ABOUT THIS EXERCISE:
Write out again only the lines that run from the start of the entries to the line containing "and Redis configuration", both included.

Collected data entries:
.....

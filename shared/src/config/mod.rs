//! Configuration module with business-specific sub-modules
//!
//! This module organizes configuration into logical areas:
//! - `auth` - JWT signing and token lifetime configuration
//! - `cache` - Token store backend and Redis configuration
//! - `environment` - Environment detection and logging configuration

pub mod auth;
pub mod cache;
pub mod environment;

use serde::{Deserialize, Serialize};
use std::str::FromStr;

use crate::errors::{ConfigError, ConfigResult};

// Re-export commonly used types
pub use auth::{AuthConfig, JwtConfig};
pub use cache::{CacheConfig, TokenStoreBackend};
pub use environment::{Environment, LogFormat, LoggingConfig};

/// Complete application configuration combining all sub-configurations
#[derive(Debug, Clone, Deserialize, Serialize)]
pub struct AppConfig {
    /// Environment configuration
    pub environment: Environment,

    /// Authentication configuration
    pub auth: AuthConfig,

    /// Token store configuration
    #[serde(default)]
    pub cache: CacheConfig,

    /// Logging configuration
    #[serde(default)]
    pub logging: LoggingConfig,
}

impl AppConfig {
    /// Create a configuration around an explicit JWT secret, using
    /// environment-appropriate defaults for everything else
    pub fn with_secret(environment: Environment, secret: impl Into<String>) -> Self {
        Self {
            environment,
            auth: AuthConfig {
                jwt: JwtConfig::new(secret),
            },
            cache: CacheConfig::default(),
            logging: LoggingConfig::for_environment(environment),
        }
    }

    /// Load configuration from environment
    ///
    /// Fails when `JWT_SECRET` is missing or any variable cannot be parsed.
    pub fn from_env() -> ConfigResult<Self> {
        let environment = Environment::from_env();
        Ok(Self {
            environment,
            auth: AuthConfig::from_env()?,
            cache: CacheConfig::from_env()?,
            logging: LoggingConfig::from_env(environment)?,
        })
    }
}

/// Read an optional variable, treating empty values as unset
pub(crate) fn env_var(name: &str) -> Option<String> {
    std::env::var(name).ok().filter(|v| !v.trim().is_empty())
}

/// Read and parse an optional variable, falling back to `default`
pub(crate) fn env_parse<T: FromStr>(name: &str, default: T) -> ConfigResult<T> {
    match env_var(name) {
        Some(raw) => raw.trim().parse().map_err(|_| ConfigError::Invalid {
            var: name.to_string(),
            value: raw,
        }),
        None => Ok(default),
    }
}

.....

ANSWER TO THIS PROBLEM:
filename shared/src/config/mod.rs
//! Configuration module with business-specific sub-modules
//!
//! This module organizes configuration into logical areas:
//! - `auth` - JWT signing and token lifetime configuration
//! - `cache` - Token store backend and Redis configuration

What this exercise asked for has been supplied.